(Stored items)
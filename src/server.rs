//! Process startup: pool, migrations, lock backend, then serve until Ctrl+C.

use crate::config::Config;
use crate::infrastructure::lock::{GenerationLock, LocalLock, RedisLock};
use crate::routes::app_router;
use crate::state::AppState;

use anyhow::{Context, Result};
use axum::ServiceExt;
use axum::extract::Request;
use sqlx::PgPool;
use sqlx::postgres::PgPoolOptions;
use std::net::SocketAddr;
use std::sync::Arc;

/// Serves the API until a shutdown signal arrives.
///
/// # Errors
///
/// Fails when the database is unreachable, a migration does not apply, or
/// the listen address cannot be bound.
pub async fn run(config: Config) -> Result<()> {
    let pool = connect_pool(&config).await?;

    sqlx::migrate!("./migrations")
        .run(&pool)
        .await
        .context("Failed to run migrations")?;
    tracing::info!(
        max_connections = config.database.max_connections,
        "Database ready, migrations applied"
    );

    let lock = build_lock(&config).await;

    let state = AppState::new(Arc::new(pool), lock, config.token_signing_secret.clone());

    let app = app_router(state, config.server.behind_proxy);

    let addr: SocketAddr = config.server.listen_addr.parse()?;
    let listener = tokio::net::TcpListener::bind(addr)
        .await
        .with_context(|| format!("Failed to bind {addr}"))?;
    tracing::info!(%addr, "Accepting connections");

    axum::serve(
        listener,
        ServiceExt::<Request>::into_make_service_with_connect_info::<SocketAddr>(app),
    )
    .with_graceful_shutdown(shutdown_signal())
    .await?;

    tracing::info!("Server stopped");
    Ok(())
}

/// Creates the PostgreSQL pool with the configured limits.
pub async fn connect_pool(config: &Config) -> Result<PgPool> {
    PgPoolOptions::new()
        .max_connections(config.database.max_connections)
        .acquire_timeout(config.database.acquire_timeout)
        .idle_timeout(config.database.idle_timeout)
        .max_lifetime(config.database.max_lifetime)
        .connect(&config.database.url)
        .await
        .context("Failed to connect to database")
}

/// Picks the lock backend: Redis when configured and reachable, otherwise in-process.
///
/// The admin CLI uses the same selection so it is excluded against running
/// servers sharing that Redis.
pub async fn build_lock(config: &Config) -> Arc<dyn GenerationLock> {
    let ttl = config.generation.lock_ttl;

    if let Some(redis_url) = &config.redis_url {
        match RedisLock::connect(redis_url, ttl.as_secs()).await {
            Ok(redis) => {
                tracing::info!(backend = "redis", "Generation lock ready");
                return Arc::new(redis);
            }
            Err(e) => {
                tracing::warn!(error = %e, "Redis unavailable, falling back to in-process lock");
            }
        }
    } else {
        tracing::info!(backend = "local", "Generation lock ready");
    }

    Arc::new(LocalLock::new(ttl))
}

async fn shutdown_signal() {
    if let Err(e) = tokio::signal::ctrl_c().await {
        tracing::error!("Failed to listen for shutdown signal: {}", e);
        std::future::pending::<()>().await;
    }
    tracing::info!("Shutdown signal received");
}
//! PostgreSQL repository implementations.
//!
//! Concrete implementations of the domain repository traits using SQLx.
//! Queries are checked at runtime and decoded into private `FromRow` row types
//! that are then mapped onto domain entities.
//!
//! # Repositories
//!
//! - [`PgEventRepository`] - Wedding events
//! - [`PgGuestRepository`] - Guests
//! - [`PgTravelRepository`] - Travel records and flight arrivals
//! - [`PgTransportRepository`] - Transport groups, allocations and generated writes
//! - [`PgTokenRepository`] - API token storage and validation

pub mod pg_event_repository;
pub mod pg_guest_repository;
pub mod pg_token_repository;
pub mod pg_transport_repository;
pub mod pg_travel_repository;

pub use pg_event_repository::PgEventRepository;
pub use pg_guest_repository::PgGuestRepository;
pub use pg_token_repository::PgTokenRepository;
pub use pg_transport_repository::PgTransportRepository;
pub use pg_travel_repository::PgTravelRepository;

use crate::domain::entities::UnknownVariant;
use crate::error::AppError;
use serde_json::json;
use std::str::FromStr;

/// Decodes a TEXT column into one of the domain enums.
pub(crate) fn decode_enum<T>(column: &'static str, value: &str) -> Result<T, AppError>
where
    T: FromStr<Err = UnknownVariant>,
{
    value.parse().map_err(|e: UnknownVariant| {
        tracing::error!(column, value, "Unexpected value in database");
        AppError::internal(
            "Corrupt row in database",
            json!({ "column": column, "reason": e.to_string() }),
        )
    })
}
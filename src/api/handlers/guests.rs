//! Handlers for guest endpoints.

use axum::{
    Json,
    extract::{Path, Query, State},
    http::StatusCode,
};
use validator::Validate;

use crate::api::dto::guest::{CreateGuestRequest, GuestListResponse, GuestResponse};
use crate::api::dto::pagination::{Page, PaginationParams};
use crate::error::AppError;
use crate::state::AppState;

/// Adds a guest to an event.
///
/// # Endpoint
///
/// `POST /api/events/{id}/guests`
///
/// # Errors
///
/// Returns 404 Not Found if the event does not exist.
pub async fn create_guest_handler(
    Path(event_id): Path<i64>,
    State(state): State<AppState>,
    Json(payload): Json<CreateGuestRequest>,
) -> Result<(StatusCode, Json<GuestResponse>), AppError> {
    payload.validate()?;

    let guest = state
        .guest_service
        .create_guest(payload.into_new_guest(event_id))
        .await?;

    Ok((StatusCode::CREATED, Json(guest.into())))
}

/// Lists an event's guests.
///
/// # Endpoint
///
/// `GET /api/events/{id}/guests?page=1&page_size=25`
///
/// # Errors
///
/// Returns 400 Bad Request if pagination parameters are invalid.
/// Returns 404 Not Found if the event does not exist.
pub async fn list_guests_handler(
    Path(event_id): Path<i64>,
    State(state): State<AppState>,
    Query(params): Query<PaginationParams>,
) -> Result<Json<GuestListResponse>, AppError> {
    let page = Page::try_from(params)?;

    let (guests, total_items) = state
        .guest_service
        .list_guests(event_id, page.offset(), page.limit())
        .await?;

    Ok(Json(GuestListResponse {
        pagination: page.meta(total_items),
        items: guests.into_iter().map(GuestResponse::from).collect(),
    }))
}
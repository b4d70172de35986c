//! Service entry point.

use anyhow::Result;
use tracing_subscriber::EnvFilter;
use wedding_transport::config::{self, LogSettings, LogFormat};
use wedding_transport::server;

#[tokio::main]
async fn main() -> Result<()> {
    dotenvy::dotenv().ok();

    let config = config::load_from_env()?;
    init_tracing(&config.logging);

    config.print_summary();

    server::run(config).await
}

fn init_tracing(settings: &LogSettings) {
    let filter = EnvFilter::try_new(&settings.level).unwrap_or_else(|_| EnvFilter::new("info"));

    match settings.format {
        LogFormat::Json => tracing_subscriber::fmt()
            .json()
            .with_env_filter(filter)
            .with_current_span(false)
            .init(),
        LogFormat::Text => tracing_subscriber::fmt().with_env_filter(filter).init(),
    }
}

▸ **Work instructions**: Among the entries, copy every line containing the word "StatusCode".

▸ **Answer**:
    http::StatusCode,
) -> Result<(StatusCode, Json<GuestResponse>), AppError> {
    Ok((StatusCode::CREATED, Json(guest.into())))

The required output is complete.